Wie das Netzteil wohl erst mit zwei GTX570 abgehenn würde...


----------



## Threshold (20. Juni 2011)

*AW: Combat Power 750 Watt vs XFX PRO 450W*



TBF_Avenger schrieb:


> Echt kaum zu glauben, wie das CP sich einfach mal 100 Watt mehr genehmigt, vom wunderbaren Netzschalter mal abgesehen



Die Effizienz des Combat Power ist auch mehr ein schlechter Witz als dass man von Effizienz wirklich reden kann.


----------



## LordMeuchelmord (20. Juni 2011)

*AW: Combat Power 750 Watt vs XFX PRO 450W*

Das mit dem Netzschalter ist echt der Hammer... 

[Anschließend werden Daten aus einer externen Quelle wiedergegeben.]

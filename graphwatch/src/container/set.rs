//! Unordered set container. See §4.A "Set", §4.B.
//!
//! Set membership has no positional or named key, so the composed path a
//! subscriber sees drops the element entirely (§4.D `set -> "{parent}{}"`).
//! The `Change` raised locally still needs *some* key to report, so it uses
//! the element's own rendered value — the closest Rust analogue of the
//! source's `repr(item)` used for the same purpose.

use crate::activate;
use crate::change::Change;
use crate::dispatch;
use crate::identity::NodeId;
use crate::node::{Kind, Node};
use crate::registry;
use crate::value::{Key, Source, Trackable, Value};
use indexmap::IndexSet;
use std::cell::RefCell;
use std::hash::Hash;
use std::rc::Rc;

pub struct TrackedSet<T> {
    id: NodeId,
    items: Rc<RefCell<IndexSet<T>>>,
}

impl<T> Clone for TrackedSet<T> {
    fn clone(&self) -> Self {
        Self {
            id: self.id,
            items: self.items.clone(),
        }
    }
}

impl<T> Default for TrackedSet<T>
where
    T: Eq + Hash + Clone + ToString + Trackable,
{
    fn default() -> Self {
        Self::new()
    }
}

impl<T> TrackedSet<T>
where
    T: Eq + Hash + Clone + ToString + Trackable,
{
    pub fn new() -> Self {
        Self {
            id: NodeId::next(),
            items: Rc::new(RefCell::new(IndexSet::new())),
        }
    }

    pub fn len(&self) -> usize {
        self.items.borrow().len()
    }

    pub fn is_empty(&self) -> bool {
        self.items.borrow().is_empty()
    }

    pub fn contains(&self, value: &T) -> bool {
        self.items.borrow().contains(value)
    }

    fn tracked(&self) -> bool {
        registry::is_tracked(self.id)
    }

    fn activate_member(&self, value: &T) {
        if let Some(node) = value.as_node() {
            activate::activate(
                &node,
                Key::Name(value.to_string()),
                Some(self.id),
                Source::Set,
                &mut std::collections::HashSet::new(),
            );
        }
    }

    fn deactivate_member(&self, value: &T) {
        if let Some(node) = value.as_node() {
            activate::deactivate(&node, Key::Name(value.to_string()), Some(self.id), Source::Set);
        }
    }

    /// Add `value`. Returns `true` if it was not already present.
    pub fn add(&self, value: T) -> bool {
        let inserted = self.items.borrow_mut().insert(value.clone());
        if inserted && self.tracked() {
            self.activate_member(&value);
            dispatch::invoke(Change::new(
                self.id,
                value.to_string(),
                None,
                Some(value.to_value()),
                Source::Set,
            ));
        }
        inserted
    }

    /// Remove `value` if present. Returns `true` if it was removed.
    pub fn discard(&self, value: &T) -> bool {
        let removed = self.items.borrow_mut().shift_remove(value);
        if removed && self.tracked() {
            self.deactivate_member(value);
            dispatch::invoke(Change::new(
                self.id,
                value.to_string(),
                Some(value.to_value()),
                None,
                Source::Set,
            ));
        }
        removed
    }

    pub fn clear(&self) {
        let members: Vec<T> = self.items.borrow().iter().cloned().collect();
        for value in members {
            self.discard(&value);
        }
    }

    /// Merge `other` in, decomposed into `add`/`discard` events over the
    /// symmetric difference (§4.B "update operations"): a value already
    /// present is discarded, a value not yet present is added — each
    /// raising its own event, same as calling `add`/`discard` by hand.
    pub fn update(&self, other: impl IntoIterator<Item = T>) {
        for value in other {
            if self.contains(&value) {
                self.discard(&value);
            } else {
                self.add(value);
            }
        }
    }
}

impl<T> Node for TrackedSet<T>
where
    T: Eq + Hash + Clone + ToString + Trackable,
{
    fn id(&self) -> NodeId {
        self.id
    }

    fn kind(&self) -> Kind {
        Kind::Set
    }

    fn type_name(&self) -> &'static str {
        "TrackedSet"
    }

    fn children(&self) -> Vec<(Key, Source, Rc<dyn Node>)> {
        self.items
            .borrow()
            .iter()
            .filter_map(|v| match v.as_node() {
                Some(n) => Some((Key::Name(v.to_string()), Source::Set, n)),
                None => {
                    crate::value::log_unsupported_child::<T>();
                    None
                }
            })
            .collect()
    }
}

impl<T> Trackable for TrackedSet<T>
where
    T: Eq + Hash + Clone + ToString + Trackable,
{
    fn to_value(&self) -> Value {
        Value::Node(self.id, self.type_name())
    }

    fn as_node(&self) -> Option<Rc<dyn Node>> {
        Some(Rc::new(self.clone()))
    }
}
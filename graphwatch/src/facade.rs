//! The public entry points: making a value reactive, subscribing, detaching,
//! and the `receiver` decorator-equivalent. See §6.

use crate::activate;
use crate::error::Error;
use crate::filter::Filter;
use crate::node::Node;
use crate::registry;
use std::rc::Rc;

/// Marks a tracked wrapper (`TrackedVec`, `TrackedMap`, `TrackedSet`, or a
/// `#[derive(Record)]` type behind `Tracked<T>`) as something `reactive()`
/// can activate. Implemented for every `Rc<dyn Node>`-convertible wrapper
/// via a blanket impl, so callers never implement it by hand.
pub trait Reactive: Node {
    /// Activate this value and, recursively, every trackable value it
    /// reaches, as a root (no parent). Idempotent: re-activating an already
    /// active value adds no duplicate back-references (§3 I2).
    fn reactive(self: Rc<Self>) -> Rc<Self>
    where
        Self: Sized,
    {
        let node: Rc<dyn Node> = self.clone();
        activate::activate_root(&node);
        self
    }
}

impl<T: Node + ?Sized> Reactive for T {}

/// Subscribe `callback` to changes on `target` matching `pattern`. Fails
/// with [`Error::NotTracked`] if `target` has never been activated.
///
/// `regex = true` compiles `pattern` as a prefix-anchored regular
/// expression; otherwise it is a shell glob, unless it is a bare integer, in
/// which case it matches only that `Item`/`Index` key (§4.E).
pub fn on(
    target: &dyn Node,
    pattern: &str,
    regex: bool,
    callback: impl FnMut(&crate::change::Change) + 'static,
) -> Result<(), Error> {
    let filter = Filter::new(pattern, regex)?;
    registry::subscribe(target.id(), filter, Box::new(callback))
}

/// The decorator-named spelling of `on` (§4.H/§6: "`receiver(obj, pattern,
/// regex)` — decorator form of `on`"). The Python source returns an adapter
/// you apply to a handler function so it can double as a `@receiver(...)`
/// decorator; Rust has no decorator syntax and every caller here already
/// passes the callback directly, so `receiver` takes the identical
/// `(pattern, regex, callback)` arguments as `on` and performs the same
/// subscription — the two names exist for parity with the source's two
/// call sites, not for two different behaviors.
pub fn receiver(
    target: &dyn Node,
    pattern: &str,
    regex: bool,
    callback: impl FnMut(&crate::change::Change) + 'static,
) -> Result<(), Error> {
    on(target, pattern, regex, callback)
}

/// Remove every back-reference `target` holds or is held by, recursively.
/// After `detach`, `target` (and anything only reachable through it) raises
/// no further `Change` events and may be dropped. See §4.F, §5.
pub fn detach(target: &Rc<dyn Node>) {
    activate::detach(target);
}
//! Mapping container, tracked by key. See §4.A "Mapping", §4.B.

use crate::activate;
use crate::change::Change;
use crate::dispatch;
use crate::identity::NodeId;
use crate::node::{Kind, Node};
use crate::registry;
use crate::value::{Key, Source, Trackable, Value};
use indexmap::IndexMap;
use std::cell::RefCell;
use std::hash::Hash;
use std::rc::Rc;

/// A mapping whose `insert`/`remove` raise `Change` events keyed by a
/// composed `Key::Name`, and re-home child back-references, when tracked.
///
/// Backed by `IndexMap` rather than `HashMap` so iteration (`children()`,
/// for activation) is stable across calls within a process, matching the
/// insertion-order iteration the source's `dict` gives for free.
pub struct TrackedMap<K, V> {
    id: NodeId,
    items: Rc<RefCell<IndexMap<K, V>>>,
}

impl<K, V> Clone for TrackedMap<K, V> {
    fn clone(&self) -> Self {
        Self {
            id: self.id,
            items: self.items.clone(),
        }
    }
}

impl<K, V> TrackedMap<K, V>
where
    K: Eq + Hash + Clone + ToString,
    V: Trackable,
{
    pub fn new() -> Self {
        Self {
            id: NodeId::next(),
            items: Rc::new(RefCell::new(IndexMap::new())),
        }
    }
}

impl<K, V> Default for TrackedMap<K, V>
where
    K: Eq + Hash + Clone + ToString,
    V: Trackable,
{
    fn default() -> Self {
        Self::new()
    }
}

impl<K, V> TrackedMap<K, V>
where
    K: Eq + Hash + Clone + ToString,
    V: Trackable,
{
    pub fn len(&self) -> usize {
        self.items.borrow().len()
    }

    pub fn is_empty(&self) -> bool {
        self.items.borrow().is_empty()
    }

    fn tracked(&self) -> bool {
        registry::is_tracked(self.id)
    }

    fn activate_key(&self, key: &K) {
        if let Some(node) = self.items.borrow().get(key).and_then(Trackable::as_node) {
            activate::activate(
                &node,
                Key::Name(key.to_string()),
                Some(self.id),
                Source::Item,
                &mut std::collections::HashSet::new(),
            );
        }
    }

    fn deactivate_value(&self, key: &K, value: &V) {
        if let Some(node) = value.as_node() {
            activate::deactivate(&node, Key::Name(key.to_string()), Some(self.id), Source::Item);
        }
    }

    pub fn get(&self, key: &K) -> Option<V>
    where
        V: Clone,
    {
        self.items.borrow().get(key).cloned()
    }

    pub fn contains_key(&self, key: &K) -> bool {
        self.items.borrow().contains_key(key)
    }

    /// Insert `value` at `key`, returning the previous value if any.
    pub fn insert(&self, key: K, value: V) -> Option<V> {
        let old = {
            let mut items = self.items.borrow_mut();
            items.insert(key.clone(), value)
        };
        if self.tracked() {
            if let Some(old) = &old {
                self.deactivate_value(&key, old);
            }
            self.activate_key(&key);
            dispatch::invoke(Change::new(
                self.id,
                key.to_string(),
                old.as_ref().map(Trackable::to_value),
                Some(self.items.borrow()[&key].to_value()),
                Source::Item,
            ));
        }
        old
    }

    /// Remove `key`, returning its value if present.
    pub fn remove(&self, key: &K) -> Option<V> {
        let removed = self.items.borrow_mut().shift_remove(key);
        if let Some(removed) = &removed {
            if self.tracked() {
                self.deactivate_value(key, removed);
                dispatch::invoke(Change::new(
                    self.id,
                    key.to_string(),
                    Some(removed.to_value()),
                    None,
                    Source::Item,
                ));
            }
        }
        removed
    }

    /// Remove every entry, highest-to-lowest insertion position, per §9 Q2.
    pub fn clear(&self) {
        let keys: Vec<K> = self.items.borrow().keys().rev().cloned().collect();
        for key in keys {
            self.remove(&key);
        }
    }

    /// Merge `entries` into this mapping, one `Change` per touched key (§4.B
    /// "update/merge"), by delegating to `insert` for each pair in order.
    pub fn update(&self, entries: impl IntoIterator<Item = (K, V)>) {
        for (key, value) in entries {
            self.insert(key, value);
        }
    }
}

impl<K, V> Node for TrackedMap<K, V>
where
    K: Eq + Hash + Clone + ToString + 'static,
    V: Trackable,
{
    fn id(&self) -> NodeId {
        self.id
    }

    fn kind(&self) -> Kind {
        Kind::Mapping
    }

    fn type_name(&self) -> &'static str {
        "TrackedMap"
    }

    fn children(&self) -> Vec<(Key, Source, Rc<dyn Node>)> {
        self.items
            .borrow()
            .iter()
            .filter_map(|(k, v)| match v.as_node() {
                Some(n) => Some((Key::Name(k.to_string()), Source::Item, n)),
                None => {
                    crate::value::log_unsupported_child::<V>();
                    None
                }
            })
            .collect()
    }
}

impl<K, V> Trackable for TrackedMap<K, V>
where
    K: Eq + Hash + Clone + ToString + 'static,
    V: Trackable,
{
    fn to_value(&self) -> Value {
        Value::Node(self.id, self.type_name())
    }

    fn as_node(&self) -> Option<Rc<dyn Node>> {
        Some(Rc::new(self.clone()))
    }
}

#[cfg(test)]
mod tests {
    use super::*;
    use crate::activate::activate_root;

    #[test]
    fn untracked_mutation_raises_no_backrefs() {
        registry::reset_for_tests();
        let m: TrackedMap<String, i32> = TrackedMap::new();
        m.insert("k".into(), 1);
        assert!(!registry::is_tracked(m.id()));
    }

    #[test]
    fn tracked_insert_dispatches_composed_key() {
        registry::reset_for_tests();
        let m: TrackedMap<String, i32> = TrackedMap::new();
        let rc: Rc<dyn Node> = Rc::new(m.clone());
        activate_root(&rc);

        let seen = Rc::new(RefCell::new(Vec::new()));
        let seen2 = seen.clone();
        registry::subscribe(
            m.id(),
            crate::filter::Filter::wildcard(),
            Box::new(move |c| seen2.borrow_mut().push(c.key.to_string())),
        )
        .unwrap();

        m.insert("foo".into(), 1);
        assert_eq!(*seen.borrow(), vec!["foo".to_string()]);
    }

    #[test]
    fn remove_drops_entry_and_emits_change() {
        registry::reset_for_tests();
        let m: TrackedMap<String, i32> = TrackedMap::new();
        m.insert("foo".into(), 1);
        let rc: Rc<dyn Node> = Rc::new(m.clone());
        activate_root(&rc);

        let seen = Rc::new(RefCell::new(Vec::new()));
        let seen2 = seen.clone();
        registry::subscribe(
            m.id(),
            crate::filter::Filter::wildcard(),
            Box::new(move |c| seen2.borrow_mut().push(c.to_string())),
        )
        .unwrap();

        let removed = m.remove(&"foo".to_string());
        assert_eq!(removed, Some(1));
        assert!(!m.contains_key(&"foo".to_string()));
        assert_eq!(seen.borrow().len(), 1);
    }

    #[test]
    fn update_raises_one_event_per_touched_key() {
        registry::reset_for_tests();
        let m: TrackedMap<String, i32> = TrackedMap::new();
        m.insert("a".into(), 1);
        let rc: Rc<dyn Node> = Rc::new(m.clone());
        activate_root(&rc);

        let seen = Rc::new(RefCell::new(Vec::new()));
        let seen2 = seen.clone();
        registry::subscribe(
            m.id(),
            crate::filter::Filter::wildcard(),
            Box::new(move |c| seen2.borrow_mut().push(c.key.to_string())),
        )
        .unwrap();

        m.update(vec![("a".to_string(), 2), ("b".to_string(), 3)]);

        assert_eq!(*seen.borrow(), vec!["a".to_string(), "b".to_string()]);
        assert_eq!(m.get(&"a".to_string()), Some(2));
        assert_eq!(m.get(&"b".to_string()), Some(3));
    }
}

Wir haben das NT gerade geöffnet und können keine defekten Bauteile erkennen. Aber es hat mehrmals hintereinander geknallt.

Wenn uns jemand sagen kann, welche Bauteile es gewesen sein könnten, dann löten wir sie mal heraus und schauen sie uns genauer an (Natürlich gäbe es dann auch Bilder davon)


Ingesamt haben wir drei XFX 450W bestellt, geliefert wurden bisher aber erst zwei. Sowie das dritte eingetroffen ist, geht es in die zweite Runde und diesmal von vorn herein ein Video mitlaufen.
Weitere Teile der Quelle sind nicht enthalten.